- [What is being asked] All lines of the listing that contain "calm" should be shown in full.
╭──
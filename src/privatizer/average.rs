//! Running-mean estimators. [`Average`] keeps a Welford accumulator over all
//! history; [`SmoothingAverage`] keeps an exponentially-weighted mean and
//! variance. Both fold only the new readings each cycle and share their
//! recurrences with the naive variants so that a naive recompute over the
//! same full history lands on the same numbers.

use std::collections::HashMap;

use serde::{Deserialize, Serialize};

use crate::error::StrategyError;
use crate::privatizer::{
    inverse_variance_quality, ordered, EstimatorState, Privatizer, PrivatizerOutput,
    PrivatizerParams, SpikeFilter, WindowMode,
};
use crate::types::{Estimate, RawMeasurement, StationId};

#[derive(Clone, Debug, Default, PartialEq, Serialize, Deserialize)]
pub struct RunningMeanState {
    pub count: u64,
    pub mean: f64,
    pub m2: f64,
    #[serde(default)]
    pub station_ema: HashMap<StationId, f64>,
}

impl RunningMeanState {
    pub(super) fn push(&mut self, value: f64) {
        self.count += 1;
        let delta = value - self.mean;
        self.mean += delta / self.count as f64;
        self.m2 += delta * (value - self.mean);
    }

    pub fn sample_variance(&self) -> f64 {
        if self.count < 2 {
            0.0
        } else {
            self.m2 / (self.count - 1) as f64
        }
    }

    fn quality(&self) -> f64 {
        inverse_variance_quality(self.count, self.sample_variance())
    }
}

#[derive(Clone, Debug, Default, PartialEq, Serialize, Deserialize)]
pub struct SmoothingState {
    pub count: u64,
    pub mean: f64,
    pub variance: f64,
    #[serde(default)]
    pub station_ema: HashMap<StationId, f64>,
}

impl SmoothingState {
    /// West's exponentially-weighted mean/variance recurrence.
    pub(super) fn push(&mut self, alpha: f64, value: f64) {
        if self.count == 0 {
            self.mean = value;
            self.variance = 0.0;
        } else {
            let diff = value - self.mean;
            let incr = alpha * diff;
            self.mean += incr;
            self.variance = (1.0 - alpha) * (self.variance + diff * incr);
        }
        self.count += 1;
    }

    fn quality(&self) -> f64 {
        inverse_variance_quality(self.count, self.variance)
    }
}

/// Incremental running mean over all history.
pub struct Average {
    filter: SpikeFilter,
}

impl Average {
    pub fn new(params: &PrivatizerParams) -> Average {
        Average {
            filter: SpikeFilter::from_params(params),
        }
    }
}

impl Privatizer for Average {
    fn name(&self) -> &'static str {
        "average"
    }

    fn window_mode(&self) -> WindowMode {
        WindowMode::Drain
    }

    fn update(
        &self,
        state: Option<EstimatorState>,
        window: &[RawMeasurement],
    ) -> Result<PrivatizerOutput, StrategyError> {
        let mut st = match state {
            Some(EstimatorState::RunningMean(st)) => st,
            _ => RunningMeanState::default(),
        };

        let mut folded_stations: Vec<&StationId> = Vec::new();
        for reading in ordered(window) {
            if self
                .filter
                .admit(&mut st.station_ema, &reading.station, reading.value)
            {
                st.push(reading.value);
                if !folded_stations.contains(&&reading.station) {
                    folded_stations.push(&reading.station);
                }
            }
        }

        let estimate = (!folded_stations.is_empty()).then(|| Estimate {
            value: st.mean,
            quality: st.quality(),
            contributors: folded_stations.len() as u32,
        });
        Ok(PrivatizerOutput {
            state: Some(EstimatorState::RunningMean(st)),
            estimate,
        })
    }
}

/// Incremental exponentially-weighted moving average.
pub struct SmoothingAverage {
    alpha: f64,
    filter: SpikeFilter,
}

impl SmoothingAverage {
    pub fn new(params: &PrivatizerParams) -> SmoothingAverage {
        SmoothingAverage {
            alpha: params.smoothing_alpha,
            filter: SpikeFilter::from_params(params),
        }
    }
}

impl Privatizer for SmoothingAverage {
    fn name(&self) -> &'static str {
        "smoothing_average"
    }

    fn window_mode(&self) -> WindowMode {
        WindowMode::Drain
    }

    fn update(
        &self,
        state: Option<EstimatorState>,
        window: &[RawMeasurement],
    ) -> Result<PrivatizerOutput, StrategyError> {
        let mut st = match state {
            Some(EstimatorState::Smoothing(st)) => st,
            _ => SmoothingState::default(),
        };

        let mut folded_stations: Vec<&StationId> = Vec::new();
        for reading in ordered(window) {
            if self
                .filter
                .admit(&mut st.station_ema, &reading.station, reading.value)
            {
                st.push(self.alpha, reading.value);
                if !folded_stations.contains(&&reading.station) {
                    folded_stations.push(&reading.station);
                }
            }
        }

        let estimate = (!folded_stations.is_empty()).then(|| Estimate {
            value: st.mean,
            quality: st.quality(),
            contributors: folded_stations.len() as u32,
        });
        Ok(PrivatizerOutput {
            state: Some(EstimatorState::Smoothing(st)),
            estimate,
        })
    }
}

#[cfg(test)]
mod tests {
    use super::*;
    use crate::privatizer::testutil::reading;
    use crate::privatizer::QUALITY_CEILING;
    use pretty_assertions::assert_eq;

    fn params() -> PrivatizerParams {
        PrivatizerParams::default()
    }

    #[test]
    fn welford_on_known_window() {
        let window = vec![
            reading("a", 20.0, 0),
            reading("b", 21.0, 1),
            reading("c", 20.5, 2),
        ];
        let out = Average::new(&params()).update(None, &window).unwrap();
        let estimate = out.estimate.unwrap();
        assert!((estimate.value - 20.5).abs() < 1e-12);
        assert!((estimate.quality - 4.0).abs() < 1e-9); // sample variance 0.25
        assert_eq!(estimate.contributors, 3);
    }

    #[test]
    fn single_sample_has_zero_quality() {
        let out = Average::new(&params())
            .update(None, &[reading("a", 20.0, 0)])
            .unwrap();
        assert_eq!(out.estimate.unwrap().quality, 0.0);
    }

    #[test]
    fn identical_samples_clamp_to_ceiling() {
        let window = vec![reading("a", 5.0, 0), reading("b", 5.0, 1)];
        let out = Average::new(&params()).update(None, &window).unwrap();
        assert_eq!(out.estimate.unwrap().quality, QUALITY_CEILING);
    }

    #[test]
    fn split_cycles_match_single_pass() {
        let strategy = Average::new(&params());
        let all = vec![
            reading("a", 10.0, 0),
            reading("b", 11.0, 1),
            reading("a", 12.0, 2),
            reading("c", 9.5, 3),
        ];

        let single = strategy.update(None, &all).unwrap();

        let first = strategy.update(None, &all[..2]).unwrap();
        let second = strategy.update(first.state, &all[2..]).unwrap();

        let lhs = single.estimate.unwrap();
        let rhs = second.estimate.unwrap();
        assert_eq!(lhs.value, rhs.value);
        assert_eq!(lhs.quality, rhs.quality);
        assert_eq!(single.state, second.state);
    }

    #[test]
    fn spike_is_excluded_but_still_feeds_the_ema() {
        let mut p = params();
        p.spike_threshold = Some(3.0);
        p.spike_smoothing = 0.5;
        let strategy = Average::new(&p);

        let calm = strategy
            .update(
                None,
                &[reading("a", 10.0, 0), reading("a", 11.0, 1)],
            )
            .unwrap();
        let spiked = strategy
            .update(calm.state.clone(), &[reading("a", 40.0, 2)])
            .unwrap();

        // The spike produced no new estimate and did not move the mean.
        assert_eq!(spiked.estimate, None);
        match (&calm.state, &spiked.state) {
            (
                Some(EstimatorState::RunningMean(before)),
                Some(EstimatorState::RunningMean(after)),
            ) => {
                assert_eq!(before.count, after.count);
                assert_eq!(before.mean, after.mean);
                // The EMA absorbed the spike anyway.
                assert!(after.station_ema[&StationId("a".into())] > before.station_ema[&StationId("a".into())]);
            }
            other => panic!("unexpected states: {other:?}"),
        }
    }

    #[test]
    fn smoothing_recurrence_hand_check() {
        let strategy = SmoothingAverage::new(&params()); // alpha 0.5
        let window = vec![reading("a", 10.0, 0), reading("b", 20.0, 1)];
        let out = strategy.update(None, &window).unwrap();
        let estimate = out.estimate.unwrap();
        assert!((estimate.value - 15.0).abs() < 1e-12);
        assert!((estimate.quality - 1.0 / 25.0).abs() < 1e-12);
    }

    #[test]
    fn smoothing_split_cycles_match_single_pass() {
        let strategy = SmoothingAverage::new(&params());
        let all = vec![
            reading("a", 10.0, 0),
            reading("b", 10.0, 1),
            reading("c", 20.0, 2),
        ];

        let single = strategy.update(None, &all).unwrap();
        let first = strategy.update(None, &all[..1]).unwrap();
        let second = strategy.update(first.state, &all[1..]).unwrap();

        let lhs = single.estimate.unwrap();
        let rhs = second.estimate.unwrap();
        assert_eq!(lhs.value, rhs.value);
        assert_eq!(lhs.quality, rhs.quality);
        assert_eq!(single.state, second.state);
    }
}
╰──
- [Task solution]
        let calm = strategy
            .update(calm.state.clone(), &[reading("a", 40.0, 2)])
        match (&calm.state, &spiked.state) {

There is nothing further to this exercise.